The Court of Appeals of Washington, Division Two
May 20, 2010
156 Wn. App. 1009 (Wash. Ct. App. 2010)

Opinion

No. 39015-9-II.

May 20, 2010. UNPUBLISHED OPINION.

Appeal from a judgment of the Superior Court for Jefferson County, No. 04-1-00123-0, Craddock D. Verser, J., entered February 13, 2009.


Dismissed by unpublished opinion per Bridgewater, J., concurred in by Van Deren, C.J., and Hunt, J.


Justin Edward Taylor appeals a Jefferson County Superior Court order denying his motion to withdraw his guilty plea. He contends that the plea was not voluntary because he was not clearly informed that the maximum penalty for his crimes was life in prison. We dismiss this appeal because the challenge to the guilty plea was untimely.

A commissioner of this court considered this matter pursuant to RAP 18.14 and referred it to a panel of judges.

FACTS

In May 2005, Taylor pleaded guilty to second degree rape of a child and bail jumping. The trial court denied his request for a Special Sex Offender Sentencing Alternative (SSOSA) sentence and imposed a minimum term of incarceration of 95 months, with a maximum of life.
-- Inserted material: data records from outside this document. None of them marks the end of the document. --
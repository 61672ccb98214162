//! Generic, fixed-size bitsets
//!
//! Chaining rules and loop searches combine sets of [`Cell`]s, [`Digit`]s and [`House`]s
//! constantly. Every such set is a single integer so it can be copied freely into recursion
//! frames, but the element type is part of the set's type so that a cell mask can never be
//! mistaken for a house mask.

use crate::board::{Cell, Digit, House};
use crate::errors::Unsolvable;
use std::ops::{BitAnd, BitAndAssign, BitOr, BitOrAssign, BitXor, BitXorAssign, Not};

/// Generic, fixed-size bitset
#[derive(Debug, Clone, Copy, PartialEq, Eq, PartialOrd, Ord, Hash)]
#[cfg_attr(feature = "serde", derive(serde::Serialize, serde::Deserialize))]
#[cfg_attr(
    feature = "serde",
    serde(bound(
        serialize = "T::Storage: serde::Serialize",
        deserialize = "T::Storage: serde::Deserialize<'de>"
    ))
)]
pub struct Set<T: SetElement>(pub(crate) T::Storage);

/// Iterator over the elements contained in a [`Set`], lowest element first
#[derive(Debug, Clone, Copy, PartialEq, Eq, PartialOrd, Ord, Hash)]
pub struct Iter<T: SetElement>(T::Storage);

impl<T: SetElement> IntoIterator for Set<T>
where
    Iter<T>: Iterator,
{
    type Item = <Iter<T> as Iterator>::Item;
    type IntoIter = Iter<T>;

    fn into_iter(self) -> Self::IntoIter {
        Iter(self.0)
    }
}

///////////////////////////////////////////////////////////////////////////////////////////////
//                                  Bitops
///////////////////////////////////////////////////////////////////////////////////////////////

macro_rules! impl_binary_bitops {
    ( $( $trait:ident, $fn_name:ident);* $(;)* ) => {
        $(
            impl<T: SetElement> $trait for Set<T> {
                type Output = Self;

                #[inline(always)]
                fn $fn_name(self, other: Self) -> Self {
                    Set($trait::$fn_name(self.0, other.0))
                }
            }

            impl<T: SetElement> $trait<T> for Set<T> {
                type Output = Self;

                #[inline(always)]
                fn $fn_name(self, other: T) -> Self {
                    $trait::$fn_name(self, other.as_set())
                }
            }
        )*
    };
}

macro_rules! impl_bitops_assign {
    ( $( $trait:ident, $fn_name:ident);* $(;)* ) => {
        $(
            impl<T: SetElement> $trait for Set<T> {
                #[inline(always)]
                fn $fn_name(&mut self, other: Self) {
                    $trait::$fn_name(&mut self.0, other.0)
                }
            }

            impl<T: SetElement> $trait<T> for Set<T> {
                #[inline(always)]
                fn $fn_name(&mut self, other: T) {
                    $trait::$fn_name(self, other.as_set())
                }
            }
        )*
    };
}

impl_binary_bitops!(
    BitAnd, bitand;
    BitOr, bitor;
    BitXor, bitxor;
);

impl_bitops_assign!(
    BitAndAssign, bitand_assign;
    BitOrAssign, bitor_assign;
    BitXorAssign, bitxor_assign;
);

impl<T: SetElement> Not for Set<T>
where
    Self: PartialEq + Copy,
{
    type Output = Self;
    fn not(self) -> Self {
        Self::ALL.without(self)
    }
}

impl<T: SetElement> From<T> for Set<T> {
    fn from(element: T) -> Self {
        element.as_set()
    }
}

impl<T: SetElement> Default for Set<T> {
    fn default() -> Self {
        Set(T::NONE)
    }
}

/// Potential return value for [`Set::unique`]
#[derive(Copy, Clone, PartialEq, Eq, PartialOrd, Ord, Debug, Hash)]
pub struct Empty;

impl From<Empty> for Unsolvable {
    fn from(_: Empty) -> Unsolvable {
        Unsolvable
    }
}

impl<T: SetElement> Set<T>
where
    Self: PartialEq + Copy,
{
    /// Set containing all possible elements
    pub const ALL: Set<T> = Set(<T as SetElement>::ALL);

    /// Empty Set
    pub const NONE: Set<T> = Set(<T as SetElement>::NONE);

    /// Return the raw integer backing the set.
    pub fn bits(self) -> T::Storage {
        self.0
    }

    /// Returns the set of elements in this set, that aren't present in `other`.
    pub fn without(self, other: Self) -> Self {
        Set(self.0 & !other.0)
    }

    /// Deletes all elements from this set that are present in `other`.
    pub fn remove(&mut self, other: Self) {
        self.0 &= !other.0;
    }

    /// Checks if `self` and `other` contain any common element.
    pub fn overlaps(&self, other: Self) -> bool {
        *self & other != Set::NONE
    }

    /// Checks if `self` contains `other`.
    pub fn contains(&self, other: impl Into<Self>) -> bool {
        let other = other.into();
        *self & other == other
    }

    /// Returns the number of elements in this set.
    pub fn len(&self) -> u8 {
        T::count_possibilities(self.0) as u8
    }

    /// Checks whether this set contains any element.
    pub fn is_empty(&self) -> bool {
        *self == Self::NONE
    }

    /// Checks whether this set contains all possible elements.
    pub fn is_full(&self) -> bool {
        *self == Self::ALL
    }

    /// Returns the only element in this set, iff only 1 element exists.
    /// If no elements exist, it returns `Err(Empty)`.
    /// If more than 1 element exists, it returns `Ok(None)`.
    pub fn unique(self) -> Result<Option<T>, Empty>
    where
        Iter<T>: Iterator<Item = T>,
    {
        match self.len() {
            1 => Ok(self.into_iter().next()),
            0 => Err(Empty),
            _ => Ok(None),
        }
    }

    /// Returns the lowest element of this set, if any.
    pub fn first(self) -> Option<T>
    where
        Iter<T>: Iterator<Item = T>,
    {
        self.into_iter().next()
    }
}

///////////////////////////////////////////////////////////////////////////////////////////////

/// Trait for types that can be stored in a [`Set`]
#[allow(missing_docs)]
pub trait SetElement: Sized + Copy + set_element::Sealed {
    const ALL: Self::Storage;
    const NONE: Self::Storage;

    type Storage: BitAnd<Output = Self::Storage>
        + BitAndAssign
        + BitOr<Output = Self::Storage>
        + BitOrAssign
        + BitXor<Output = Self::Storage>
        + BitXorAssign
        + Not<Output = Self::Storage>
        + PartialOrd
        + Ord
        + std::hash::Hash
        + std::fmt::Debug
        + std::fmt::Binary
        + Copy;

    fn count_possibilities(set: Self::Storage) -> u32;
    fn as_set(self) -> Set<Self>;
}

mod set_element {
    use super::*;
    pub trait Sealed {}

    impl Sealed for Cell {}
    impl Sealed for Digit {}
    impl Sealed for House {}
}

macro_rules! impl_setelement {
    ( $( $type:ty => $storage_ty:ty, $all:expr),* $(,)* ) => {
        $(
            impl SetElement for $type {
                const ALL: $storage_ty = $all;
                const NONE: $storage_ty = 0;

                type Storage = $storage_ty;

                fn count_possibilities(set: Self::Storage) -> u32 {
                    set.count_ones()
                }

                fn as_set(self) -> Set<Self> {
                    Set(1 << self.as_index() as u8)
                }
            }

            impl $type {
                /// Returns a `Set<Self>` with the bit corresponding to this element set.
                pub fn as_set(self) -> Set<Self> {
                    SetElement::as_set(self)
                }
            }
        )*
    };
}

impl_setelement!(
    // 81 cells
    Cell => u128, 0o777_777_777___777_777_777___777_777_777,
    // 9 digits
    Digit => u16, 0o777,
    // 9 rows, 9 cols, 9 blocks
    House => u32, 0o777_777_777,
);

macro_rules! impl_iter_for_setiter {
    ( $( $type:ty => $constructor:expr ),* $(,)* ) => {
        $(
            impl Iterator for Iter<$type> {
                type Item = $type;

                fn next(&mut self) -> Option<Self::Item> {
                    debug_assert!(self.0 <= <Set<$type>>::ALL.0, "{:o}", self.0);
                    if self.0 == 0 {
                        return None;
                    }
                    let lowest_bit = self.0 & (!self.0 + 1);
                    let bit_pos = lowest_bit.trailing_zeros() as u8;
                    self.0 ^= lowest_bit;
                    Some($constructor(bit_pos))
                }

                fn size_hint(&self) -> (usize, Option<usize>) {
                    let len = self.0.count_ones() as usize;
                    (len, Some(len))
                }
            }

            impl ExactSizeIterator for Iter<$type> {}
        )*
    };
}

// can't do this generically
impl_iter_for_setiter!(
    Cell => Cell::new,
    Digit => Digit::from_index,
    House => House::new,
);

impl std::iter::FromIterator<Cell> for Set<Cell> {
    fn from_iter<I: IntoIterator<Item = Cell>>(iter: I) -> Self {
        iter.into_iter().fold(Set::NONE, |set, cell| set | cell)
    }
}

impl std::iter::FromIterator<Digit> for Set<Digit> {
    fn from_iter<I: IntoIterator<Item = Digit>>(iter: I) -> Self {
        iter.into_iter().fold(Set::NONE, |set, digit| set | digit)
    }
}

use std::fmt;
impl<T: SetElement> fmt::Binary for Set<T> {
    fn fmt(&self, f: &mut fmt::Formatter) -> fmt::Result {
        write!(f, "{:b}", self.0)
    }
}

#[cfg(test)]
mod test {
    use super::*;

    #[test]
    fn unique() {
        for digit in <Set<Digit>>::ALL {
            assert_eq!(digit.as_set().unique(), Ok(Some(digit)));
        }
        assert_eq!(<Set<Digit>>::NONE.unique(), Err(Empty));
        assert_eq!(<Set<Digit>>::ALL.unique(), Ok(None));
    }

    #[test]
    fn iteration_is_ascending() {
        let cells: Set<Cell> = [Cell::new(80), Cell::new(3), Cell::new(40)].iter().copied().collect();
        let order: Vec<u8> = cells.into_iter().map(Cell::get).collect();
        assert_eq!(order, vec![3, 40, 80]);
        assert_eq!(cells.len(), 3);
    }

    #[test]
    fn complement_stays_in_range() {
        let houses = !House::new(26).as_set();
        assert_eq!(houses.len(), 26);
        assert!(!houses.contains(House::new(26)));
    }
}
On November 4, 2005, the court reconsidered its decision and granted the request for a SSOSA. The amended judgment and sentence imposed the same sentence, but suspended all but six months of it on several conditions.

Taylor failed to comply with most of those conditions, and on October 5, 2007, the court entered orders revoking the SSOSA and imposing incarceration of 95 months. On September 12, 2008, the Department of Corrections asked the court to amend the sentence to provide both a minimum and a maximum term of confinement. The court amended the judgment and sentence again on November 14, 2008, providing a minimum term of 95 months and a maximum term of life.
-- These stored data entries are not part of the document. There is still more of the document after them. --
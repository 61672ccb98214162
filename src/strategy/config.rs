use crate::chaining::{ChainingRule, LinkOption};

/// Settings for the chain and loop searches.
///
/// ```
/// use sudoku_chaining::chaining::{ChainingRule, LinkOption};
/// use sudoku_chaining::strategy::SolverConfig;
///
/// let config = SolverConfig::default()
///     .with_rules(&[ChainingRule::DigitChain, ChainingRule::CellChain])
///     .with_link_option(LinkOption::House)
///     .with_max_chain_length(10);
/// assert_eq!(config.max_loop_length(), 13);
/// ```
#[derive(Debug, Clone, PartialEq, Eq, Hash)]
#[cfg_attr(feature = "serde", derive(serde::Serialize, serde::Deserialize))]
#[cfg_attr(feature = "serde", serde(default))]
pub struct SolverConfig {
    rules: Vec<ChainingRule>,
    link_option: LinkOption,
    max_chain_length: usize,
    max_loop_length: usize,
}

impl Default for SolverConfig {
    fn default() -> Self {
        SolverConfig {
            rules: ChainingRule::ALL.to_vec(),
            link_option: LinkOption::default(),
            max_chain_length: 16,
            max_loop_length: 13,
        }
    }
}

impl SolverConfig {
    /// Chaining rules used to build the link graph
    pub fn with_rules(mut self, rules: &[ChainingRule]) -> Self {
        self.rules = rules.to_vec();
        self
    }

    /// Bound on grouped weak link ends
    pub fn with_link_option(mut self, link_option: LinkOption) -> Self {
        self.link_option = link_option;
        self
    }

    /// Maximum number of nodes in a chain
    pub fn with_max_chain_length(mut self, max_chain_length: usize) -> Self {
        self.max_chain_length = max_chain_length;
        self
    }

    /// Maximum number of cells in a loop
    pub fn with_max_loop_length(mut self, max_loop_length: usize) -> Self {
        self.max_loop_length = max_loop_length;
        self
    }

    #[allow(missing_docs)]
    pub fn rules(&self) -> &[ChainingRule] {
        &self.rules
    }

    #[allow(missing_docs)]
    pub fn link_option(&self) -> LinkOption {
        self.link_option
    }

    #[allow(missing_docs)]
    pub fn max_chain_length(&self) -> usize {
        self.max_chain_length
    }

    #[allow(missing_docs)]
    pub fn max_loop_length(&self) -> usize {
        self.max_loop_length
    }
}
Taylor moved to withdraw his plea on January 27, 2009, contending that he was confused by the court's explanation of his possible sentence at his plea hearing. He asserted that he believed his maximum term of incarceration was the top of the standard range, and he was subject only to community custody for life. The court denied his motion, and this appeal followed.

ANALYSIS

Taylor's CrR 7.8 motion to withdraw his guilty plea is a collateral attack on the 2005 judgment. See RCW 10.73.090(2). A motion collaterally attacking a criminal judgment must ordinarily be brought within one year after the judgment becomes final if it is valid on its face and was rendered by a court of competent jurisdiction. RCW 10.73.090(1). The time limit does not apply to motions based on (1) newly discovered evidence, (2) the unconstitutionality of the statute that the defendant was convicted of violating, (3) a conviction barred by double jeopardy, (4) insufficient evidence to support the conviction, (5) a sentence in excess of the court's jurisdiction, or (6) a significant change in the law material to the conviction. RCW 10.73.100.
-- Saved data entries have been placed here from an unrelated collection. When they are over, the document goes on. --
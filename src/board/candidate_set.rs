use crate::bitset::Set;
use crate::board::{Candidate, Cell, Digit};
use crate::helper::DigitArray;
use std::fmt;

/// A set of candidates, stored as one set of cells per digit.
#[derive(Copy, Clone, PartialEq, Eq, PartialOrd, Ord, Hash, Default)]
#[cfg_attr(feature = "serde", derive(serde::Serialize, serde::Deserialize))]
pub struct CandidateSet([Set<Cell>; 9]);

impl CandidateSet {
    /// The empty set
    pub const NONE: CandidateSet = CandidateSet([Set(0); 9]);

    /// Set holding `digit` in every cell of `cells`.
    pub fn from_cells(cells: Set<Cell>, digit: Digit) -> Self {
        let mut set = Self::NONE;
        set.0[digit.as_index()] = cells;
        set
    }

    /// Set holding every digit of `digits` in `cell`.
    pub fn from_digits(cell: Cell, digits: Set<Digit>) -> Self {
        let mut set = Self::NONE;
        for digit in digits {
            set.0[digit.as_index()] |= cell;
        }
        set
    }

    pub(crate) fn from_digit_array(cells: DigitArray<Set<Cell>>) -> Self {
        CandidateSet(cells.0)
    }

    /// Adds a candidate.
    pub fn insert(&mut self, candidate: Candidate) {
        self.0[candidate.digit.as_index()] |= candidate.cell;
    }

    /// Checks whether a candidate is part of this set.
    pub fn contains(&self, candidate: Candidate) -> bool {
        self.0[candidate.digit.as_index()].contains(candidate.cell)
    }

    /// Number of candidates in the set.
    pub fn len(&self) -> usize {
        self.0.iter().map(|cells| cells.len() as usize).sum()
    }

    /// Checks whether the set holds no candidate.
    pub fn is_empty(&self) -> bool {
        self.0.iter().all(|cells| cells.is_empty())
    }

    /// Cells in which `digit` is part of the set.
    pub fn digit_cells(&self, digit: Digit) -> Set<Cell> {
        self.0[digit.as_index()]
    }

    /// Cells holding at least one candidate of the set.
    pub fn cells(&self) -> Set<Cell> {
        self.0.iter().fold(Set::<Cell>::NONE, |acc, &cells| acc | cells)
    }

    /// Digits with at least one candidate in the set.
    pub fn digits(&self) -> Set<Digit> {
        Digit::all()
            .filter(|digit| !self.digit_cells(*digit).is_empty())
            .collect()
    }

    /// Returns the only candidate of the set, if it has exactly one.
    pub fn single(&self) -> Option<Candidate> {
        let mut iter = self.iter();
        match (iter.next(), iter.next()) {
            (Some(candidate), None) => Some(candidate),
            _ => None,
        }
    }

    /// Candidates in either set.
    pub fn union(&self, other: &CandidateSet) -> CandidateSet {
        let mut set = *self;
        for (mine, theirs) in set.0.iter_mut().zip(other.0.iter()) {
            *mine |= *theirs;
        }
        set
    }

    /// Candidates in both sets.
    pub fn intersection(&self, other: &CandidateSet) -> CandidateSet {
        let mut set = *self;
        for (mine, theirs) in set.0.iter_mut().zip(other.0.iter()) {
            *mine &= *theirs;
        }
        set
    }

    /// Candidates of `self` that are not in `other`.
    pub fn without(&self, other: &CandidateSet) -> CandidateSet {
        let mut set = *self;
        for (mine, theirs) in set.0.iter_mut().zip(other.0.iter()) {
            mine.remove(*theirs);
        }
        set
    }

    /// Checks whether both sets share a candidate.
    pub fn overlaps(&self, other: &CandidateSet) -> bool {
        self.0
            .iter()
            .zip(other.0.iter())
            .any(|(mine, theirs)| mine.overlaps(*theirs))
    }

    /// Iterates the candidates ordered by digit first, then by cell.
    pub fn iter(&self) -> impl Iterator<Item = Candidate> + '_ {
        Digit::all().flat_map(move |digit| {
            self.digit_cells(digit)
                .into_iter()
                .map(move |cell| Candidate { cell, digit })
        })
    }
}

impl std::iter::FromIterator<Candidate> for CandidateSet {
    fn from_iter<I: IntoIterator<Item = Candidate>>(iter: I) -> Self {
        let mut set = CandidateSet::NONE;
        for candidate in iter {
            set.insert(candidate);
        }
        set
    }
}

impl From<Candidate> for CandidateSet {
    fn from(candidate: Candidate) -> Self {
        CandidateSet::from_cells(candidate.cell.as_set(), candidate.digit)
    }
}

impl fmt::Debug for CandidateSet {
    fn fmt(&self, f: &mut fmt::Formatter) -> fmt::Result {
        f.debug_set()
            .entries(self.iter().map(|c| (c.cell.get(), c.digit.get())))
            .finish()
    }
}
use super::prelude::*;
use crate::chaining::rules::{find_rectangles, Rectangle};
use crate::chaining::RectangleKind;

fn technique(kind: RectangleKind) -> Technique {
    match kind {
        RectangleKind::Unique => Technique::UniqueRectangleType1,
        RectangleKind::Avoidable => Technique::AvoidableRectangleType1,
    }
}

/// Eliminations of a rectangle whose extra candidates lie in a single cell: that cell
/// can't take its part of the deadly pattern.
fn type_1_eliminations(rectangle: &Rectangle) -> Option<CandidateSet> {
    let cell = rectangle.extras.cells().unique().ok()??;
    let deadly = rectangle.deadly.intersection(&CandidateSet::from_digits(cell, Set::ALL));
    if deadly.is_empty() {
        return None;
    }
    Some(deadly)
}

/// Finds rectangles of `kind` with all extra candidates in one cell.
pub(crate) fn find_rectangles_type_1(
    grid: &Grid,
    kind: RectangleKind,
    mut on_rectangle: impl FnMut(Step) -> bool,
) -> Result<(), Unsolvable> {
    for rectangle in find_rectangles(grid).into_iter().filter(|r| r.kind == kind) {
        let eliminations = match type_1_eliminations(&rectangle) {
            Some(eliminations) => eliminations,
            None => continue,
        };
        let pattern = rectangle.pattern();
        let view = View {
            cells: rectangle.cells(),
            candidates: rectangle.deadly,
            houses: Set::NONE,
            links: vec![],
        };
        let step = Step::new(
            technique(kind),
            None,
            eliminations,
            Justification::Rectangle(pattern),
            view,
        );
        if on_rectangle(step) {
            break;
        }
    }
    Ok(())
}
The court had jurisdiction to impose judgment, and that judgment and sentence is valid on its face as, standing alone, it does not indicate any constitutional infirmity. See State v. Olivera-Avila, 89 Wn. App. 313, 320, 949 P.2d 824 (1997). Neither does Taylor contend that any of the exceptions apply here.

Taylor argued below that the limitations period ran from November 14, 2008, when the court amended the sentence it had imposed upon revocation. That simply is not so. Taylor did not appeal the original judgment and sentence or the amended judgment and sentence entered on November 4, 2005 (granting SSOSA). Those decisions have been final for several years. It is too late to challenge the validity of the guilty plea. See In re Det. of Turay, 139 Wn.2d 379, 395, 986 P.2d 790 (1999) (challenge to prior conviction at the time it was used in Sexually Violent Predator proceeding was untimely), cert. denied, 531 U.S. 1125 (2001); In re Pers. Restraint of Runyan, 121 Wn.2d 432, 437, 450-51, 853 P.2d 424 (1993) (collateral attack on three prior guilty pleas at the time they were included in defendant's offender score for a subsequent crime was untimely).

He addresses that issue here only in a footnote. See Br. of Appellant at 9 n. 3.

This rule does Taylor no injustice. We agree that the court's explanation of the range of his potential incarceration might have been confusing. However, the July 8, 2005 judgment and sentence and the November 4, 2005 amended judgment and sentence both clearly stated that the term of incarceration was from 95 months to life. At that point, Taylor certainly knew the potential length of his incarceration. While the October 5, 2007 sentence may have given him reason to hope for a shorter term than that originally imposed, it clearly had no effect on his guilty plea. That sentence was contrary to the sentences previously imposed, and its correction via the November 14, 2008 amendment did not entitle Taylor to any relief.

That explanation included the following:

THE COURT: Do you understand that the maximum penalty for the most serious charge, the rape of a child in the second degree, is life imprisonment, do you understand that?

[TAYLOR]: Yeah.

. . . .

THE COURT: And the Prosecuting Attorney's going to recommend the low end of the standard range for a SSOSA sentence. Do you understand that I don't have to follow that, or that whoever sentences you doesn't have to follow that recommendation? That the sentencing Judge can impose a sentence — Well in these sex offenses isn't the sentence life and then there's a minimum term to serve, isn't that the way it works?

[PROSECUTOR]: The minimum term is (inaudible over Court)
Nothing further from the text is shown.